In Uncategorized on 02/17/2021 at 18:16

Judge Emin (“Eminent”) Toro knows the way well enough to send off San Jose Wellness, 156 T. C. 4, filed 2/17/21, like the unhappy heroine of the 1968 Bert Bacharach-Hal David hit. The San Joses run a pottery, and want to deduct depreciation (because not “paid or incurred” like other deductions) and charitables (because, well, they’re not a business expense).

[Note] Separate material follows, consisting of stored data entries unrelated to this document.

//! Canonical comparison form of product identifiers.

use lazy_static::lazy_static;
use regex::Regex;

use crate::models::line_item::is_absent_marker;

lazy_static! {
    /// Sub-family numbered by offset from a base code: `K002013-01` is member 13.
    static ref FAMILY_OFFSET: Regex = Regex::new(r"^K002(\d{3})(-\d{2})[-A-Z]*$").unwrap();

    /// Numeric core followed by a two-digit variant suffix and optional letters.
    static ref CORE_WITH_SUFFIX: Regex = Regex::new(r"^.*?(\d+)(-\d{2})[A-Z]*$").unwrap();

    /// First numeric core.
    static ref CORE: Regex = Regex::new(r"^.*?(\d+)").unwrap();

    static ref DIGIT_RUN: Regex = Regex::new(r"\d+").unwrap();

    /// Extra characters after an otherwise complete identifier.
    static ref FAMILY_EXTRA_SUFFIX: Regex = Regex::new(r"^K002\d{3}-\d{2}[A-Z-]+").unwrap();
    static ref KRUSE_EXTRA_SUFFIX: Regex = Regex::new(r"^KRUSE\d+[A-Z-]+").unwrap();
}

fn strip_zeros(digits: &str) -> &str {
    let stripped = digits.trim_start_matches('0');
    if stripped.is_empty() { "0" } else { stripped }
}

/// Normalize an identifier for comparison.
///
/// Leading letters and zeros are dropped, a `-NN` variant suffix is kept, and
/// trailing letters are discarded. Absent or digit-free input gives `""`.
///
/// ```
/// use pricelist_core::reconcile::normalize;
///
/// assert_eq!(normalize("Z156171"), "156171");
/// assert_eq!(normalize("K002013-01"), "13-01");
/// assert_eq!(normalize("156171A"), "156171");
/// ```
pub fn normalize(raw_id: &str) -> String {
    let cleaned = raw_id.trim().to_uppercase();
    if is_absent_marker(&cleaned) {
        return String::new();
    }

    if let Some(caps) = FAMILY_OFFSET.captures(&cleaned) {
        return format!("{}{}", strip_zeros(&caps[1]), &caps[2]);
    }
    if let Some(caps) = CORE_WITH_SUFFIX.captures(&cleaned) {
        return format!("{}{}", strip_zeros(&caps[1]), &caps[2]);
    }
    if let Some(caps) = CORE.captures(&cleaned) {
        return strip_zeros(&caps[1]).to_string();
    }

    DIGIT_RUN
        .find_iter(&cleaned)
        .map(|m| m.as_str())
        .max_by_key(|run| run.len())
        .map(|run| strip_zeros(run).to_string())
        .unwrap_or_default()
}

/// Whether a catalog id carries decoration beyond its family's base pattern.
pub(crate) fn has_extra_suffix(upper_id: &str) -> bool {
    FAMILY_EXTRA_SUFFIX.is_match(upper_id) || KRUSE_EXTRA_SUFFIX.is_match(upper_id)
}

#[cfg(test)]
mod tests {
    use super::*;
    use pretty_assertions::assert_eq;

    #[test]
    fn test_prefixes_and_zeros() {
        assert_eq!(normalize("Z156171"), "156171");
        assert_eq!(normalize("K156171"), "156171");
        assert_eq!(normalize("G0015050194"), "15050194");
        assert_eq!(normalize("TYS-Z75880"), "75880");
        assert_eq!(normalize("000"), "0");
    }

    #[test]
    fn test_suffixes() {
        assert_eq!(normalize("156171-01"), "156171-01");
        assert_eq!(normalize("Z156171-01"), "156171-01");
        assert_eq!(normalize("G015050194-01"), "15050194-01");
        assert_eq!(normalize("156171A"), "156171");
        assert_eq!(normalize("Z156171B"), "156171");
        assert_eq!(normalize("156171-1"), "156171");
        assert_eq!(normalize("156171-123"), "156171");
    }

    #[test]
    fn test_family_offset() {
        assert_eq!(normalize("K002013-01"), "13-01");
        assert_eq!(normalize("K002019-01FZ"), "19-01");
        assert_eq!(normalize("K002019-01FZ-SABYS"), "19-01");
        assert_eq!(normalize("k002014-01"), "14-01");
    }

    #[test]
    fn test_absent_and_unrecognizable() {
        assert_eq!(normalize("N/A"), "");
        assert_eq!(normalize(""), "");
        assert_eq!(normalize("ABC"), "");
    }

    #[test]
    fn test_extra_suffix() {
        assert!(has_extra_suffix("K002019-01FZ"));
        assert!(!has_extra_suffix("K002019-01"));
        assert!(has_extra_suffix("KRUSE05-SP"));
        assert!(!has_extra_suffix("KRUSE05"));
    }
}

Judge Eminent says Sections 167 and 170, respectively, call these items deductions, and besides, “As the Supreme Court has explained, the ‘deductions specified in Part VI of Subchapter B of the Income Tax Subtitle of the Code [which includes sections 167 and 170] are “subject to the exceptions provided in part IX.’” Commissioner v. Idaho Power Co., 418 U.S. 1, 17 (1974) (quoting section 161). One of these exceptions is section 280E.” 156 T. C. 4, at p. 7.

And Tax Court has held again and again that pottering is trafficking.

But the San Joses want to preserve their arguments for appeal, so they claim they’re not trafficking.

It takes Judge Eminent 30 (count ’em, thirty) pages of discomposed electrons to complete the send-off of the San Joses. He’s puzzled when IRS fails to cite the Northern California Small Business Assistants case (156 T. C. 4, at p. 9, footnote 7), in which a divided bench blew off the not-a-deduction argument. But maybe IRS’ counsel read my blogpost “Through the Vegetation,” 10/23/19, and were scared off by Judge David Gustafson’s brilliant dissent, and my editorial riffs thereon.

Howbeit, Judge Eminent says “case closed.” And the San Joses get the accuracy chop.

The San Joses can join the Assistants and appeal. But with the presently-constituted 9 Cir., I’m not seeing great odds.